_Exercise directions_
Every line of the records that holds the word "intensity" should be copied out.

_Dataset entries_
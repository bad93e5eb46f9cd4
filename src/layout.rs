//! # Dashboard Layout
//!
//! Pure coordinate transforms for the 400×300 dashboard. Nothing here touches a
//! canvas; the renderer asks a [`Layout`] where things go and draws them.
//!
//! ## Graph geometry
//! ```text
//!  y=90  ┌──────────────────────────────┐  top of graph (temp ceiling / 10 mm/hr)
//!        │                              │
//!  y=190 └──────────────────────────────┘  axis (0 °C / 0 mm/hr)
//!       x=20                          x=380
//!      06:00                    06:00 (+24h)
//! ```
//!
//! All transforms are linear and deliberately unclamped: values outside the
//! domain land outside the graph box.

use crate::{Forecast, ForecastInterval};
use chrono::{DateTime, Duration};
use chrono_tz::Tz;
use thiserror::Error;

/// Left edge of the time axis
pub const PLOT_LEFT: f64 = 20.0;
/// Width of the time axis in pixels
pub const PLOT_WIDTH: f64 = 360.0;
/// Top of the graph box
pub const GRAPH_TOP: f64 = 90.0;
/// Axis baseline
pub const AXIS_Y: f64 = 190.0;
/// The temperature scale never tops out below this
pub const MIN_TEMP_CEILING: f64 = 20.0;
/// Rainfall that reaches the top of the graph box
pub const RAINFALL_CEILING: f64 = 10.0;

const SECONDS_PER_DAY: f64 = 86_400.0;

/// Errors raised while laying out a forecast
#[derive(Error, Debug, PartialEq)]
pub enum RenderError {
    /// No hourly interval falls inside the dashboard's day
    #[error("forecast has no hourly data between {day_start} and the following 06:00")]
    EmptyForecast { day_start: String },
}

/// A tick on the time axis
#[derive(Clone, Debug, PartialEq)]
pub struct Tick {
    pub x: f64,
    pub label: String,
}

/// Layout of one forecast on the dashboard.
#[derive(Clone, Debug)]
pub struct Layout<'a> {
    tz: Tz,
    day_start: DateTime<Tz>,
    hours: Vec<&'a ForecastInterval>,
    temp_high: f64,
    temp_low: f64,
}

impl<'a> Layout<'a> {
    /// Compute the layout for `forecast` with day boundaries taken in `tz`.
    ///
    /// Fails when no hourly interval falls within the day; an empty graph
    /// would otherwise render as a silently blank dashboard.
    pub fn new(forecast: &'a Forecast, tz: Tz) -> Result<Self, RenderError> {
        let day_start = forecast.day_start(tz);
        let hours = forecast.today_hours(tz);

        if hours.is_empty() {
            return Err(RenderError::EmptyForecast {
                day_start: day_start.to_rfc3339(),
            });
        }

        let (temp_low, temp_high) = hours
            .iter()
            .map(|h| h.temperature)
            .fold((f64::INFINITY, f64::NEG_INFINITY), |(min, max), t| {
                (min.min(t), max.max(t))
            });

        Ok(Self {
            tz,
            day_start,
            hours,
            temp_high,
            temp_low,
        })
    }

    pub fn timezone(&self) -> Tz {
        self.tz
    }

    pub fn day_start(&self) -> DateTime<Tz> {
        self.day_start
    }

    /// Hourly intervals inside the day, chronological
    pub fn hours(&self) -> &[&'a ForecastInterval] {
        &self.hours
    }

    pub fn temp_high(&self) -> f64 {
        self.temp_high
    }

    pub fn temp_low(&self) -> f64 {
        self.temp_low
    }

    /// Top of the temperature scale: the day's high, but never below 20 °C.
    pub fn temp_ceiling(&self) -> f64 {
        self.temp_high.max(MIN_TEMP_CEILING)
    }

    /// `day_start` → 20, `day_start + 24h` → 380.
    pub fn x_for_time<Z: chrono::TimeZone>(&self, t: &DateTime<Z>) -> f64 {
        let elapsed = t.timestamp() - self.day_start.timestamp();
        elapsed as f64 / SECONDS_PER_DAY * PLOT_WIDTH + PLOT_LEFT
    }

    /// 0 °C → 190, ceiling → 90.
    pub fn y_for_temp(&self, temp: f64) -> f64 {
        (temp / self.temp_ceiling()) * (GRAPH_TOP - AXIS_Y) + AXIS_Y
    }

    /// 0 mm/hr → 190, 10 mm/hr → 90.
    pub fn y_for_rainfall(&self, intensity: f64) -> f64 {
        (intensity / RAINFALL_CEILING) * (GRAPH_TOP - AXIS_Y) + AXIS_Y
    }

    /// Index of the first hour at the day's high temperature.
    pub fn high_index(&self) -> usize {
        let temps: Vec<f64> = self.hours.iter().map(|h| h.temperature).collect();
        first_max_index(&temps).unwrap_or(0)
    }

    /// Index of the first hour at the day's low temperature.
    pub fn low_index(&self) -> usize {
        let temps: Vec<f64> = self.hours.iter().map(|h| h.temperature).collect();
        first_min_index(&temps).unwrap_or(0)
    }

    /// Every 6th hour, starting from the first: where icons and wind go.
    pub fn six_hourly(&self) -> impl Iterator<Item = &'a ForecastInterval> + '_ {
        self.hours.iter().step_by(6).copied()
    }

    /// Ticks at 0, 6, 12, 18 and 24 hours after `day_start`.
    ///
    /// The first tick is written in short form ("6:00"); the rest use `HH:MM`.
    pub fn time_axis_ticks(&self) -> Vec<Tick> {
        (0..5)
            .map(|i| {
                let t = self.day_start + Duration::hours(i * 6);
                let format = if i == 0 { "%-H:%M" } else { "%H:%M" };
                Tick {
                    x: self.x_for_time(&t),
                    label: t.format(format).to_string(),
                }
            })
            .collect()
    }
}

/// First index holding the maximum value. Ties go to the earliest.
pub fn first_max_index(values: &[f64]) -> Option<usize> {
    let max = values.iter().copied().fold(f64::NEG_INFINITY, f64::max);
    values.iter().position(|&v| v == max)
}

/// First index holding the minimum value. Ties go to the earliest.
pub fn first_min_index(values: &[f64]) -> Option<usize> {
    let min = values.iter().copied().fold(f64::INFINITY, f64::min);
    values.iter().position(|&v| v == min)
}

_Your solution_
    pub fn y_for_rainfall(&self, intensity: f64) -> f64 {
        (intensity / RAINFALL_CEILING) * (GRAPH_TOP - AXIS_Y) + AXIS_Y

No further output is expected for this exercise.